Sobre o personagem do Douglas Booth, Percy Shelley, eu tenho algumas coisas a falar também. Quero dizer, ele me irrita às vezes, porém eu entendo perfeitamente por que a Mary se apaixonou pelo cara. Afinal, como não amar alguém de cuja alma transborda poesia? Como não querer manter tal pessoa perto de si, e viver de forma poética como só se consegue ao relacionar-se com um escritor? Isto, ao menos no começo, é excitante, mas não basta para tornar qualquer vida plena. Afinal, da mesma forma que é impossível resistir ao poeta, é igualmente impensável continuar a amar um bêbado falido, que acaba por ser ofuscado à luz do muito sóbrio, muito inteligente e muito empático dr. Polidori. Sinceramente, eu achei que a protagonista iria separar-se do sr. Shelley para ficar com o rico e nobre (o cara era um duque, véi!) doutor, porém fiquei triste e feliz ao mesmo tempo ao perceber que este não foi o caso. Fiquei chateada porque, cara, que ship daora seria ela e o Polidori, mas feliz por saber que o filme conseguiu reatar a Mary e seu marido com dignidade, provando que, quando há vontade, pode haver amor.

Um ator que, para mim, era desconhecido até então, mas que deu um show de atuação foi o Tom Sturridge, que interpretou o lord Byron. Cara, que caras e bocas, que perfeita demonstração da espontaneidade boêmia e egocêntrica! O que nos leva a falar, consequentemente, sobre a construção de personagem tão icônico. Confesso que, para um autor que eu admiro pra caramba, eu esperava um personagem muito mais carismático, sombrio e introspectivo. Surpreendi-me demais ao me deparar com o devasso do Byron deste filme, ainda que não ache que tenha sido uma má escolha de direção… Na real, foi a escolha perfeita para o tom do longa, que quer representar o quanto a Mary sofre diante de tal presença. Ainda assim, fiquei chocada ao ver um diabinho tão egoísta como lord Byron, sendo que ele escreveu poesias tão sublimes como She Walks in Beauty. Por isso, dou meus parabéns ao ator: ele conseguiu cumprir com o intento do roteiro com sucesso, que era fazer com que amássemos odiar o personagem.
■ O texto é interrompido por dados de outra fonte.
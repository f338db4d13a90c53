//
// common/mod.rs — Shared fixtures for the integration tests
//
// A miniature assembler built on the crate's own lexer and opcode table, so
// pipeline tests run without `spirv-as` installed, plus in-memory doubles for
// the assembling and validating capabilities, the request runner and the
// presenter.
//
// Id numbering: `%<digits>` keeps its number; every other name gets the next
// free id above the largest numeric one, in order of first appearance.
//

#![allow(dead_code)]

use std::collections::HashMap;
use std::path::{Path, PathBuf};
use std::sync::atomic::{AtomicUsize, Ordering};
use std::sync::{Arc, Mutex};
use std::time::Duration;

use async_trait::async_trait;
use spvcheck::diag::Severity;
use spvcheck::lexer::{self, LineIndex, Span, Token};
use spvcheck::module::{Module, ModuleBuilder};
use spvcheck::opcode;
use spvcheck::pipeline::{
    DiagnosticKind, DocumentId, NormalizedDiagnostic, NormalizedDiagnostics, Pipeline,
    PipelineError, PipelineRequest, RequestRunner,
};
use spvcheck::report::ValidationReport;
use spvcheck::session::Presenter;
use spvcheck::tool::{
    AssembleOutcome, Assembler, InProcessValidator, SyntaxDiagnostic, ToolError, Validator,
    ARTIFACT_FILE,
};

// ── Sources ────────────────────────────────────────────────────────────────

/// A small compute shader that validates cleanly.
pub const VALID: &str = "\
OpCapability Shader
OpMemoryModel Logical GLSL450
OpEntryPoint GLCompute %main \"main\"
%void = OpTypeVoid
%fn = OpTypeFunction %void
%int = OpTypeInt 32 1
%one = OpConstant %int 1
%main = OpFunction %void None %fn
%entry = OpLabel
%two = OpIAdd %int %one %one
OpReturn
OpFunctionEnd
";

/// Two independent semantic faults: `%7` is never defined (line 12) and
/// `%9` adds an int to a float (line 13).
pub const TWO_FAULTS: &str = "\
OpCapability Shader
OpMemoryModel Logical GLSL450
OpEntryPoint GLCompute %1 \"main\"
%2 = OpTypeVoid
%3 = OpTypeFunction %2
%4 = OpTypeInt 32 1
%5 = OpTypeFloat 32
%6 = OpConstant %4 1
%8 = OpConstant %5 2.5
%1 = OpFunction %2 None %3
%10 = OpLabel
%11 = OpIAdd %4 %6 %7
%9 = OpIAdd %4 %6 %8
OpReturn
OpFunctionEnd
";

// ── Mini assembler ─────────────────────────────────────────────────────────

const ENUMERANTS: &[(&str, u32)] = &[
    ("Shader", 1),
    ("Kernel", 6),
    ("Logical", 0),
    ("Physical32", 1),
    ("Physical64", 2),
    ("OpenCL", 2),
    ("OpenCL_C", 3),
    ("Simple", 0),
    ("GLSL450", 1),
    ("Vertex", 0),
    ("Fragment", 4),
    ("GLCompute", 5),
    ("None", 0),
    ("Inline", 1),
    ("DontInline", 2),
    ("Pure", 4),
    ("Const", 8),
    ("UniformConstant", 0),
    ("Input", 1),
    ("Uniform", 2),
    ("Output", 3),
    ("Private", 6),
    ("Function", 7),
    ("OriginUpperLeft", 7),
    ("LocalSize", 17),
];

struct Ids {
    named: HashMap<String, u32>,
    next: u32,
}

impl Ids {
    fn new(source: &str, tokens: &[(Token, Span)]) -> Self {
        let max_numeric = tokens
            .iter()
            .filter(|(t, _)| *t == Token::Id)
            .filter_map(|(_, s)| source[s.start + 1..s.end].parse::<u32>().ok())
            .max()
            .unwrap_or(0);
        Self {
            named: HashMap::new(),
            next: max_numeric + 1,
        }
    }

    fn get(&mut self, name: &str) -> u32 {
        if let Ok(n) = name[1..].parse::<u32>() {
            return n;
        }
        if let Some(&id) = self.named.get(name) {
            return id;
        }
        let id = self.next;
        self.next += 1;
        self.named.insert(name.to_string(), id);
        id
    }
}

fn number(text: &str) -> Option<u32> {
    if let Some(hex) = text.strip_prefix("0x").or_else(|| text.strip_prefix("0X")) {
        return u32::from_str_radix(hex, 16).ok();
    }
    if text.contains(|c| matches!(c, '.' | 'e' | 'E')) {
        return text.parse::<f32>().ok().map(f32::to_bits);
    }
    text.parse::<i64>().ok().map(|v| v as u32)
}

fn slice<'a>(source: &'a str, span: &Span) -> &'a str {
    &source[span.start..span.end]
}

fn starts_statement(source: &str, tokens: &[(Token, Span)], i: usize) -> bool {
    match &tokens[i] {
        (Token::Id, _) => matches!(tokens.get(i + 1), Some((Token::Equals, _))),
        (token, span) => token.is_opcode(&source[span.start..span.end]),
    }
}

/// Assemble SPIR-V assembly text, stopping at the first error the way
/// `spirv-as` does.
pub fn assemble(source: &str) -> Result<Module, SyntaxDiagnostic> {
    let index = LineIndex::new(source);
    let error = |offset: usize, message: String| {
        let (line, column) = index.line_col(offset);
        SyntaxDiagnostic {
            line,
            column,
            message,
        }
    };

    let lexed = lexer::lex(source);
    if let Some(err) = lexed.errors.first() {
        return Err(error(err.span.start, err.message.clone()));
    }
    let tokens = lexed.tokens;
    let text = |span: &Span| slice(source, span);
    let mut ids = Ids::new(source, &tokens);
    let mut builder = ModuleBuilder::new();

    let mut i = 0;
    while i < tokens.len() {
        let start = tokens[i].1;
        let mut result = None;
        if tokens[i].0 == Token::Id {
            if !matches!(tokens.get(i + 1), Some((Token::Equals, _))) {
                return Err(error(start.start, format!("Expected <opcode> or <result-id> at the beginning of an instruction, found '{}'.", text(&start))));
            }
            result = Some(ids.get(text(&start)));
            i += 2;
        }

        let Some((token, op_span)) = tokens.get(i) else {
            return Err(error(source.len(), "Expected opcode, found end of stream.".into()));
        };
        let name = text(op_span);
        if !token.is_opcode(name) {
            return Err(error(op_span.start, format!("Invalid Opcode prefix '{name}'.")));
        }
        let Some(info) = opcode::by_name(name) else {
            return Err(error(op_span.start, format!("Invalid Opcode name '{name}'")));
        };
        i += 1;

        let mut words = Vec::new();
        let mut or_next = false;
        while i < tokens.len() && !starts_statement(source, &tokens, i) {
            let (token, span) = &tokens[i];
            i += 1;
            let operand = text(span);
            let value = match token {
                Token::Id => vec![ids.get(operand)],
                Token::Number => vec![number(operand)
                    .ok_or_else(|| error(span.start, format!("Invalid number '{operand}'")))?],
                Token::Immediate => vec![number(&operand[1..])
                    .ok_or_else(|| error(span.start, format!("Invalid immediate '{operand}'")))?],
                Token::Word => {
                    let Some(&(_, value)) = ENUMERANTS.iter().find(|(n, _)| *n == operand) else {
                        return Err(error(span.start, format!("Invalid operand '{operand}'")));
                    };
                    vec![value]
                }
                Token::StringLit(s) => opcode::encode_string(s),
                Token::Pipe => {
                    or_next = true;
                    continue;
                }
                Token::Equals => {
                    return Err(error(span.start, "Unexpected '='.".into()));
                }
            };
            if or_next {
                if let Some(last) = words.last_mut() {
                    *last |= value[0];
                }
            } else {
                words.extend(value);
            }
            or_next = false;
        }

        let operands = match (info.has_result, result) {
            (true, None) => {
                return Err(error(
                    op_span.start,
                    format!("Expected <result-id> at the beginning of an instruction, found '{name}'."),
                ))
            }
            (false, Some(_)) => {
                return Err(error(
                    start.start,
                    format!("Cannot set ID {} because {name} does not produce a result ID.", text(&start)),
                ))
            }
            (true, Some(result)) if info.has_result_type => {
                if words.is_empty() {
                    return Err(error(op_span.start, format!("Expected operand for {name} instruction, but found the next instruction instead.")));
                }
                let mut all = vec![words[0], result];
                all.extend_from_slice(&words[1..]);
                all
            }
            (true, Some(result)) => {
                let mut all = vec![result];
                all.extend(words);
                all
            }
            (false, None) => words,
        };
        builder = builder.inst(info.opcode, &operands);
    }

    Ok(builder.bound(ids.next).build())
}

// ── Tool doubles ───────────────────────────────────────────────────────────

/// `Assembler` backed by `assemble`; records every workdir it was handed.
#[derive(Default)]
pub struct FakeAssembler {
    calls: AtomicUsize,
    workdirs: Mutex<Vec<PathBuf>>,
    delay: Option<Duration>,
}

impl FakeAssembler {
    pub fn new() -> Self {
        Self::default()
    }

    pub fn with_delay(delay: Duration) -> Self {
        Self {
            delay: Some(delay),
            ..Self::default()
        }
    }

    pub fn calls(&self) -> usize {
        self.calls.load(Ordering::SeqCst)
    }

    pub fn workdirs(&self) -> Vec<PathBuf> {
        self.workdirs.lock().unwrap().clone()
    }
}

#[async_trait]
impl Assembler for FakeAssembler {
    async fn assemble(&self, source: &str, workdir: &Path) -> Result<AssembleOutcome, ToolError> {
        self.calls.fetch_add(1, Ordering::SeqCst);
        self.workdirs.lock().unwrap().push(workdir.to_path_buf());
        if let Some(delay) = self.delay {
            tokio::time::sleep(delay).await;
        }
        match assemble(source) {
            Err(syntax) => Ok(AssembleOutcome::Rejected(vec![syntax])),
            Ok(module) => {
                let artifact = workdir.join(ARTIFACT_FILE);
                tokio::fs::write(&artifact, module.to_bytes())
                    .await
                    .map_err(|source| ToolError::Io {
                        tool: "assembler",
                        source,
                    })?;
                Ok(AssembleOutcome::Assembled { artifact })
            }
        }
    }
}

/// The in-process validator, counting how often it is asked.
#[derive(Default)]
pub struct CountingValidator {
    inner: InProcessValidator,
    calls: AtomicUsize,
}

impl CountingValidator {
    pub fn calls(&self) -> usize {
        self.calls.load(Ordering::SeqCst)
    }
}

#[async_trait]
impl Validator for CountingValidator {
    async fn validate(&self, artifact: &Path) -> Result<ValidationReport, ToolError> {
        self.calls.fetch_add(1, Ordering::SeqCst);
        self.inner.validate(artifact).await
    }
}

/// Returns the same report (or failure) for every module.
pub enum FixedValidator {
    Report(ValidationReport),
    Fail,
}

#[async_trait]
impl Validator for FixedValidator {
    async fn validate(&self, _artifact: &Path) -> Result<ValidationReport, ToolError> {
        match self {
            FixedValidator::Report(report) => Ok(report.clone()),
            FixedValidator::Fail => Err(ToolError::Failed {
                tool: "validator",
                status: "exit status: 134".into(),
                detail: "Aborted".into(),
            }),
        }
    }
}

pub fn fake_pipeline(temp_root: &Path) -> (Pipeline, Arc<FakeAssembler>, Arc<CountingValidator>) {
    let assembler = Arc::new(FakeAssembler::new());
    let validator = Arc::new(CountingValidator::default());
    let pipeline = Pipeline::new(assembler.clone(), validator.clone()).with_temp_root(temp_root);
    (pipeline, assembler, validator)
}

pub fn request(source: &str) -> PipelineRequest {
    PipelineRequest {
        document_id: DocumentId::from("file:///shader.spvasm"),
        source_text: source.to_string(),
        sequence: 1,
    }
}

/// Entries left under a temp root.
pub fn leftovers(root: &Path) -> usize {
    std::fs::read_dir(root).map(|d| d.count()).unwrap_or(0)
}

// ── Session doubles ────────────────────────────────────────────────────────

/// Request runner driven by the document text.
///
/// `sleep <ms>` on the first line delays completion; a line reading `fail`
/// makes the request fail as a tool error. On success the result is a single
/// diagnostic whose message is the text's last line.
#[derive(Default)]
pub struct ScriptedRunner {
    started: Mutex<Vec<(DocumentId, u64)>>,
    finished: AtomicUsize,
}

impl ScriptedRunner {
    pub fn started(&self) -> Vec<(DocumentId, u64)> {
        self.started.lock().unwrap().clone()
    }

    pub fn finished(&self) -> usize {
        self.finished.load(Ordering::SeqCst)
    }
}

#[async_trait]
impl RequestRunner for ScriptedRunner {
    async fn run(&self, request: &PipelineRequest) -> Result<NormalizedDiagnostics, PipelineError> {
        self.started
            .lock()
            .unwrap()
            .push((request.document_id.clone(), request.sequence));
        let text = &request.source_text;
        let delay = text
            .lines()
            .next()
            .and_then(|l| l.strip_prefix("sleep "))
            .and_then(|ms| ms.trim().parse().ok())
            .unwrap_or(0);
        tokio::time::sleep(Duration::from_millis(delay)).await;
        self.finished.fetch_add(1, Ordering::SeqCst);

        if text.lines().any(|l| l.trim() == "fail") {
            return Err(PipelineError::Tool(ToolError::Timeout {
                tool: "assembler",
                after: Duration::from_millis(delay),
            }));
        }
        Ok(NormalizedDiagnostics::new(
            request.document_id.clone(),
            request.sequence,
            vec![NormalizedDiagnostic {
                severity: Severity::Error,
                location: None,
                message: text.lines().last().unwrap_or_default().to_string(),
                kind: DiagnosticKind::Semantic,
                code: None,
            }],
        ))
    }
}

/// Records every presentation in order.
#[derive(Default)]
pub struct RecordingPresenter {
    presented: Mutex<Vec<(DocumentId, Vec<NormalizedDiagnostic>)>>,
}

impl RecordingPresenter {
    pub fn presented(&self) -> Vec<(DocumentId, Vec<NormalizedDiagnostic>)> {
        self.presented.lock().unwrap().clone()
    }

    /// Messages presented for `document`, one entry per presentation.
    pub fn messages_for(&self, document: &str) -> Vec<Vec<String>> {
        self.presented()
            .into_iter()
            .filter(|(d, _)| d.0 == document)
            .map(|(_, list)| list.into_iter().map(|d| d.message).collect())
            .collect()
    }
}

#[async_trait]
impl Presenter for RecordingPresenter {
    async fn present(&self, document: &DocumentId, diagnostics: Vec<NormalizedDiagnostic>) {
        self.presented
            .lock()
            .unwrap()
            .push((document.clone(), diagnostics));
    }
}

// ── Scripts ────────────────────────────────────────────────────────────────

/// Write an executable `/bin/sh` script into `dir`.
#[cfg(unix)]
pub fn write_script(dir: &Path, name: &str, body: &str) -> PathBuf {
    use std::os::unix::fs::PermissionsExt;

    let path = dir.join(name);
    std::fs::write(&path, format!("#!/bin/sh\n{body}\n")).unwrap();
    std::fs::set_permissions(&path, std::fs::Permissions::from_mode(0o755)).unwrap();
    path
}

/// Assemble `source` with the mini assembler and write the binary to `path`.
pub fn write_module(source: &str, path: &Path) {
    let module = assemble(source).unwrap();
    std::fs::write(path, module.to_bytes()).unwrap();
}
Agora que já falamos bastante do elenco, vamos falar um pouco da direção. Olha, para um filme tão emocionante quanto este, confesso que achei a direção bastante pobre, tanto que mal temos cenas em que possamos apontar a fotografia como importante. Tirando o momento em que Mary Shelley efetivamente está escrevendo o livro Frankenstein, em que aparece a tinta do nanquim na tela, não existe nada de muito especial. Até isso, se a gente for parar para pensar, não trouxe nenhum significado emocional ou psicológico sobre a personagem! Quero dizer, foi algo diferentão? Foi. Foi algo que ajudou a dar um ritmo diferente para um momento importante? Sim. Foi algo que trouxe, por si só, uma carga de significado que, tirando o roteiro, ajudou a contar a história? Não. Ou seja, as tomadas não ajudam a contar os sentimentos da personagem, nem a entrever verdades não ditas pelo roteiro… Na real, toda a história está nas falas e na atuação dos atores, e o resto é apenas praticidade. De fato, esperava bem mais deste departamento.
É uma pena que tudo isto tenha que ser dito, afinal a Haifaa Al-Mansour (diretora do filme Mary Shelley) é uma guerreira só pelo fato de estar dirigindo obras cinematográficas, sendo ela a primeira diretora de longas-metragens da Arábia Saudita. Por isso eu digo que, apesar das minhas críticas, eu ainda acredito no potencial da diretora, e espero que ela continue treinando até, de fato, mostrar-nos algo completamente inovador e cheio de significados. Tenho fé que ela irá conseguir.
E aí, gostaram do filme? Acharam esta uma boa escolha para representar o Halloween? Digam aí abaixo o que pensam sobre os meus comentários, e se também notaram que a Haifaa Al-Mansour ainda tem muito para se desenvolver. Por hora, no entanto, eu deixo um beijo e um queijo a vocês, com uma grande esperança de que possamos nos encontrar em outras resenhas por aqui. Volte sempre, e até a próxima!